In this example, display is the property being tested in the rule. So what are the top props?

To answer this question, I’ll go back to using our handy tokenized CSS table:

#standardSQL
CREATE TEMPORARY FUNCTION getSupports(css STRING)
RETURNS ARRAY<STRING> LANGUAGE js AS '''
try {
  var reduceValues = (values, rule) => {
    if (rule.type == 'supports') {
      values.push(rule.supports.toLowerCase());
    }
    return values;
  };
  var $ = JSON.parse(css);
  return $.stylesheet.rules.reduce(reduceValues, []);
} catch (e) {
  return [];
}
''';

SELECT
  client,
  TRIM(property) AS property,
  COUNT(0) AS freq,
  SUM(COUNT(0)) OVER (PARTITION BY client) AS total,
  ROUND(COUNT(0) * 100 / SUM(COUNT(0)) OVER (PARTITION BY client), 2) AS pct
FROM
  `httparchive.almanac.parsed_css`,
  UNNEST(getSupports(css)) AS supports,
  UNNEST(REGEXP_EXTRACT_ALL(supports, '\\(+([^:\\(\\)\\d]+):')) AS property
GROUP BY
  client,
  property
ORDER BY
  freq / total DESC

All results. Here’s the top 10:

property desktop mobile
position 82.29% 79.90%
-webkit-overflow-scrolling 8.27% 8.04%
display 1.47% 1.50%
-ms-ime-align 1.32% 2.67%
transform-style 0.79% 0.73%
-webkit-transform-style 0.58% 0.55%
-ms-accelerator 0.52% 0.49%
object-fit 0.47% 0.52%
-webkit-line-clamp 0.43% 0.34%
–css 0.38% 0.35%

80% of @supports properties are position. Would be interesting to drill down and see which position values are being tested. Probably the newer ones like sticky, right? fixed and friends are supported across all major UAs according to MDN, so it seems unnecessary to manually check support. Maybe the results are skewed by a popular CSS library?

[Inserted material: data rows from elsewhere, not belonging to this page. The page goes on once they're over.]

//! Port for reading seeded roles.

use async_trait::async_trait;

use crate::domain::{ADMIN_ROLE, Role, RoleId, USER_ROLE};

/// Persistence errors raised by role repository adapters.
#[derive(Debug, Clone, PartialEq, Eq, thiserror::Error)]
pub enum RolePersistenceError {
    /// The store could not be reached.
    #[error("role repository connection failed: {message}")]
    Connection { message: String },
    /// The store refused the lookup.
    #[error("role repository query failed: {message}")]
    Query { message: String },
}

impl RolePersistenceError {
    /// Unreachable store with `message`.
    pub fn connection(message: impl Into<String>) -> Self {
        Self::Connection {
            message: message.into(),
        }
    }

    /// Refused lookup with `message`.
    pub fn query(message: impl Into<String>) -> Self {
        Self::Query {
            message: message.into(),
        }
    }
}

/// Read access to the seeded roles.
#[cfg_attr(test, mockall::automock)]
#[async_trait]
pub trait RoleRepository: Send + Sync {
    /// Look up a role by its unique name.
    async fn find_by_name(&self, name: &str) -> Result<Option<Role>, RolePersistenceError>;
}

/// Role table matching the seed rows written by the migrations.
#[derive(Debug, Default, Clone, Copy)]
pub struct FixtureRoleRepository;

#[async_trait]
impl RoleRepository for FixtureRoleRepository {
    async fn find_by_name(&self, name: &str) -> Result<Option<Role>, RolePersistenceError> {
        let role = match name {
            ADMIN_ROLE => Some(Role::new(RoleId::new(1), ADMIN_ROLE)),
            USER_ROLE => Some(Role::new(RoleId::new(2), USER_ROLE)),
            _ => None,
        };
        Ok(role)
    }
}
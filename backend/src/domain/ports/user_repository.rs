//! Port abstraction for user persistence adapters and their errors.

use async_trait::async_trait;

use crate::domain::User;

/// Persistence errors raised by user repository adapters.
#[derive(Debug, Clone, PartialEq, Eq, thiserror::Error)]
pub enum UserPersistenceError {
    /// The store could not be reached.
    #[error("user repository connection failed: {message}")]
    Connection { message: String },
    /// The unique username constraint rejected the insert.
    #[error("username `{username}` is already taken")]
    Conflict { username: String },
    /// The store was reachable but refused the statement.
    #[error("user repository query failed: {message}")]
    Query { message: String },
}

impl UserPersistenceError {
    /// Unreachable store with `message`.
    pub fn connection(message: impl Into<String>) -> Self {
        Self::Connection {
            message: message.into(),
        }
    }

    /// `username` already taken.
    pub fn conflict(username: impl Into<String>) -> Self {
        Self::Conflict {
            username: username.into(),
        }
    }

    /// Refused statement with `message`.
    pub fn query(message: impl Into<String>) -> Self {
        Self::Query {
            message: message.into(),
        }
    }
}

/// Classified result of inserting a new user.
#[derive(Debug, Clone, Copy, PartialEq, Eq)]
pub enum CreateUserOutcome {
    /// The row was written.
    Created,
    /// The store refused the row for a non-uniqueness reason.
    Rejected,
    /// The store could not be reached.
    Unavailable,
    /// Another account claimed the username first.
    Conflict,
}

impl From<&Result<(), UserPersistenceError>> for CreateUserOutcome {
    fn from(result: &Result<(), UserPersistenceError>) -> Self {
        match result {
            Ok(()) => Self::Created,
            Err(UserPersistenceError::Conflict { .. }) => Self::Conflict,
            Err(UserPersistenceError::Connection { .. }) => Self::Unavailable,
            Err(UserPersistenceError::Query { .. }) => Self::Rejected,
        }
    }
}

/// Lookup and insert operations over stored user accounts.
///
/// `create` must be atomic with respect to username uniqueness: when two
/// callers insert the same username, exactly one sees `Ok(())` and the other
/// sees [`UserPersistenceError::Conflict`].
#[cfg_attr(test, mockall::automock)]
#[async_trait]
pub trait UserRepository: Send + Sync {
    /// Fetch a user by exact username.
    async fn find_by_username(&self, username: &str) -> Result<Option<User>, UserPersistenceError>;

    /// Insert a new user.
    async fn create(&self, user: &User) -> Result<(), UserPersistenceError>;
}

The second most popular prop is -webkit-overflow-scrolling at ~8%. According to MDN this property is only available on iOS Safari and it “controls whether or not touch devices use momentum-based scrolling for a given element”.

Does anyone have any idea what --css is? Could it be regex error? It looks like a custom property or variable. Is this how to test whether the UA supports custom properties?

property pct
–css 0.38%
–custom 0.06%
–a 0.02%
–foo 0.01%
–var 0.00%
–color 0.00%
–custom-property 0.00%
–test 0.00%
–srf 0.00%
–variable 0.00%

Looking at the top 10 properties prefixed with -- it looks like an arbitrary name is given as a quick and dirty way of testing support.

Any other interesting insights in the results?